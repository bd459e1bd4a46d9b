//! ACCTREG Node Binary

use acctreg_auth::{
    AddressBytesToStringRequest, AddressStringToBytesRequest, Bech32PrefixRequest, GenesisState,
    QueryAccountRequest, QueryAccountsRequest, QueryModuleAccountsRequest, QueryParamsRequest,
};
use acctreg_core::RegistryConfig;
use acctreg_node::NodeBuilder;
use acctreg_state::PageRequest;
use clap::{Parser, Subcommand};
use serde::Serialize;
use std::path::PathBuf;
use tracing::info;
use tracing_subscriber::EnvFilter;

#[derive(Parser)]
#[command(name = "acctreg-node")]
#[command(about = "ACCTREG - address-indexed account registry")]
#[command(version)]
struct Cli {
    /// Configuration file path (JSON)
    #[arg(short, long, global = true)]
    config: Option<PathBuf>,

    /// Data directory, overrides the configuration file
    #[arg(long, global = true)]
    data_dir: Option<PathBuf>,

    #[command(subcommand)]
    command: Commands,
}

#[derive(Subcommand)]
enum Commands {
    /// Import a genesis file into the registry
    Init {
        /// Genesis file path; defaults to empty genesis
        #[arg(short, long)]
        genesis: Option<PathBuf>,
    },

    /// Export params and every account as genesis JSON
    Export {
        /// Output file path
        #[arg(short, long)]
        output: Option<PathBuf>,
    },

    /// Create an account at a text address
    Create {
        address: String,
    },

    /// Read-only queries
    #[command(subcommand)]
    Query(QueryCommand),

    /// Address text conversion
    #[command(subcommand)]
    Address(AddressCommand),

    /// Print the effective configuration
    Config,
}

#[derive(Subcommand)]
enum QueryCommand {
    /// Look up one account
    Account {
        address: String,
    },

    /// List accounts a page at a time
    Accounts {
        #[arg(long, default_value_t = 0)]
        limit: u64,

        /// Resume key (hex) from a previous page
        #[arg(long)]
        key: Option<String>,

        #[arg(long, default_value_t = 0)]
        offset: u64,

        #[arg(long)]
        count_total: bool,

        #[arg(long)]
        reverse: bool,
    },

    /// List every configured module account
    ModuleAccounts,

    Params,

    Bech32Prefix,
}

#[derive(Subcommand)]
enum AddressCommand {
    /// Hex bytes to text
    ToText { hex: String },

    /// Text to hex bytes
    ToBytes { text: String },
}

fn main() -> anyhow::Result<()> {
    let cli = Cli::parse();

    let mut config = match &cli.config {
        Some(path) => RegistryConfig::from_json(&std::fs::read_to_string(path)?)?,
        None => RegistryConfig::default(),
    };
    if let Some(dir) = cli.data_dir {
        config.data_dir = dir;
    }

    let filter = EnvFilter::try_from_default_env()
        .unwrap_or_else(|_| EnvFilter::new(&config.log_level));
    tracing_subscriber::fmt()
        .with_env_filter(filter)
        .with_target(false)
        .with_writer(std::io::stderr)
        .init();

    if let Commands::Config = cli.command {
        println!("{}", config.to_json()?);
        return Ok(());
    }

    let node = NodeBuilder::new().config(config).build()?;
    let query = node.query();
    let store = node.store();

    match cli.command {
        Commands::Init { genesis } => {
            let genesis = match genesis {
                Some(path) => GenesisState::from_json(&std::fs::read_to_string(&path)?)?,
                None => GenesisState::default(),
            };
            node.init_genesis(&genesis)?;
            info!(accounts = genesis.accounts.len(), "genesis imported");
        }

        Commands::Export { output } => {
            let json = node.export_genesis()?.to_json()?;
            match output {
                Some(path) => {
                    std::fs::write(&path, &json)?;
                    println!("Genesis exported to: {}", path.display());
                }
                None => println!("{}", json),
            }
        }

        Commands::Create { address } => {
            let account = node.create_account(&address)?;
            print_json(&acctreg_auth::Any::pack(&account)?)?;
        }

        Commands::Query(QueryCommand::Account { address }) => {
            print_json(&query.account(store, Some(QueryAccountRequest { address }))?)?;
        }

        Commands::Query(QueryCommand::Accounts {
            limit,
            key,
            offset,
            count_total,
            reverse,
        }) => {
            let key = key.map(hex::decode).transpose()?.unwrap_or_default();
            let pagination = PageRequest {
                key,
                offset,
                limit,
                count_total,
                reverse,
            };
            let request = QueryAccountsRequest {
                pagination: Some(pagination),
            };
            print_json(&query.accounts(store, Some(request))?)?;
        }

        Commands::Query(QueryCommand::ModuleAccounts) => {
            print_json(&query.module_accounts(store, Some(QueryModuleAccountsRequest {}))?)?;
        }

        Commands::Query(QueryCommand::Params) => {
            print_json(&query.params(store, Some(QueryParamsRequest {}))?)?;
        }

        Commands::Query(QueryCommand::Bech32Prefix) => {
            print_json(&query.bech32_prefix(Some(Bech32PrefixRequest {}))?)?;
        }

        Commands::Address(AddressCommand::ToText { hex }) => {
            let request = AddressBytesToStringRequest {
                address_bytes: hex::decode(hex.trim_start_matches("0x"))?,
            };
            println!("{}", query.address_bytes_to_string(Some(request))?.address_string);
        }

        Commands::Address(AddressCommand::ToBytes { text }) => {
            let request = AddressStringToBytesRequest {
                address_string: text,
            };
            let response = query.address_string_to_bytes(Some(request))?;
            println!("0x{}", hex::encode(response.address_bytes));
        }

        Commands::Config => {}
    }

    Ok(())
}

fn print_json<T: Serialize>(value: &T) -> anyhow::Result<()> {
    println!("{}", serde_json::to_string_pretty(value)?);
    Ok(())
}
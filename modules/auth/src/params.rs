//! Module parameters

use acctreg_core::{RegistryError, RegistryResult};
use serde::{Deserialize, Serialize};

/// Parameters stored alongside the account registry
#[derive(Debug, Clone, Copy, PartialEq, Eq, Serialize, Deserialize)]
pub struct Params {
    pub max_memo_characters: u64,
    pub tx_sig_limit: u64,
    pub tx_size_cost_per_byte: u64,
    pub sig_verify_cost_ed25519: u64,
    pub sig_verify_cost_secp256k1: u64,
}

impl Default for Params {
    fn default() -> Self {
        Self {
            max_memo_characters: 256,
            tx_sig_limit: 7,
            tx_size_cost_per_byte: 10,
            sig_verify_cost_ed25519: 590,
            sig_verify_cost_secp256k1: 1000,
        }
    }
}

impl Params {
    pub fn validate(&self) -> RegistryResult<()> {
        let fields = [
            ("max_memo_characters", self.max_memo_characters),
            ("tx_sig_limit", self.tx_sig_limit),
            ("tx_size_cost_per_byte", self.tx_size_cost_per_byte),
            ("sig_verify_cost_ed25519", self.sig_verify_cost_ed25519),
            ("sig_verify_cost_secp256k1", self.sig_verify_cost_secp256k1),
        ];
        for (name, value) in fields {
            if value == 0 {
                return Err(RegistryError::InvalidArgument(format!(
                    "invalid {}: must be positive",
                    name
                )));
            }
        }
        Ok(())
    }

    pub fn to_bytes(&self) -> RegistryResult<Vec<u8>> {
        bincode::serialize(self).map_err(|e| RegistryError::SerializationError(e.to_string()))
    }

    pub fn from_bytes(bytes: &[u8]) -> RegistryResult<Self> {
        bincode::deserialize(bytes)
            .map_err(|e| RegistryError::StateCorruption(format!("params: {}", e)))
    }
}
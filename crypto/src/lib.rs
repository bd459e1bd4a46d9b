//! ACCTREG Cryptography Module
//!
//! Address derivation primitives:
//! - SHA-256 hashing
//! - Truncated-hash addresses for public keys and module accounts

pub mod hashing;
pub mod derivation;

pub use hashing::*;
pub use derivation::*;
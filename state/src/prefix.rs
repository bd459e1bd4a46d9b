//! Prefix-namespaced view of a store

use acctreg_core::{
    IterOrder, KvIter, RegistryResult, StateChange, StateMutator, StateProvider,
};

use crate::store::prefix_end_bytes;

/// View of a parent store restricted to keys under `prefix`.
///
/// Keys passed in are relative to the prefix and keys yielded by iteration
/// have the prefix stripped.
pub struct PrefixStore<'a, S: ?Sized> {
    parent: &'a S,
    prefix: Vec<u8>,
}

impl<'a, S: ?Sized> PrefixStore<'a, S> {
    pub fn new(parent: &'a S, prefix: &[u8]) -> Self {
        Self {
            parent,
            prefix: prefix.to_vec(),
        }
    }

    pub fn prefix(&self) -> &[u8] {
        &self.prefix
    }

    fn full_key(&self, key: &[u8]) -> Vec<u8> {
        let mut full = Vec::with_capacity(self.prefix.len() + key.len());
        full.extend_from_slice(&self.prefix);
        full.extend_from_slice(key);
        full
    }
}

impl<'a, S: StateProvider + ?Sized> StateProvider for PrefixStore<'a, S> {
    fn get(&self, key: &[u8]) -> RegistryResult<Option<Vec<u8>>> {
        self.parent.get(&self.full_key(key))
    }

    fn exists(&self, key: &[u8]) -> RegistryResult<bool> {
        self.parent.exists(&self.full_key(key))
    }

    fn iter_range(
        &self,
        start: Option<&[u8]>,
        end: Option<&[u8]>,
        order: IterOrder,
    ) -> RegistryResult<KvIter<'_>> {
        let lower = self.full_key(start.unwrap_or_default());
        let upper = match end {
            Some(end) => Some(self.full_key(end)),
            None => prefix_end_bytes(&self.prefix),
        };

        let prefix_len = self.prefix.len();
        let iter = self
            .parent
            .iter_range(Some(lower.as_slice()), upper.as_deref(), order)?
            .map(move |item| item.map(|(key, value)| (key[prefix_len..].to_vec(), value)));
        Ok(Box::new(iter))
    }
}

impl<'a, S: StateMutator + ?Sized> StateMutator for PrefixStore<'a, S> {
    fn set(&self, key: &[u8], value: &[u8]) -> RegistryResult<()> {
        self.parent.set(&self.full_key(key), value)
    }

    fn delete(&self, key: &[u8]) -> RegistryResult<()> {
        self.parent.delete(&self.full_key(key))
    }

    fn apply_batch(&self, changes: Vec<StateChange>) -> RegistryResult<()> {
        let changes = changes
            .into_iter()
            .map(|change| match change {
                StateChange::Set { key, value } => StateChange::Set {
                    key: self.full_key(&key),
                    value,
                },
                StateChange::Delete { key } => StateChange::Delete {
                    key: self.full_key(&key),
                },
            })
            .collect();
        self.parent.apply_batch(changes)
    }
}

-*-

WHAT TO DO:
Nothing but the lines from the top of the entries above through the line with "use serde::Serialize;" should be set down, each exactly as written.

EXERCISE RESULT:
repository bd459e1bd4a46d9b
//! ACCTREG Node Binary

use acctreg_auth::{
    AddressBytesToStringRequest, AddressStringToBytesRequest, Bech32PrefixRequest, GenesisState,
    QueryAccountRequest, QueryAccountsRequest, QueryModuleAccountsRequest, QueryParamsRequest,
};
use acctreg_core::RegistryConfig;
use acctreg_node::NodeBuilder;
use acctreg_state::PageRequest;
use clap::{Parser, Subcommand};
use serde::Serialize;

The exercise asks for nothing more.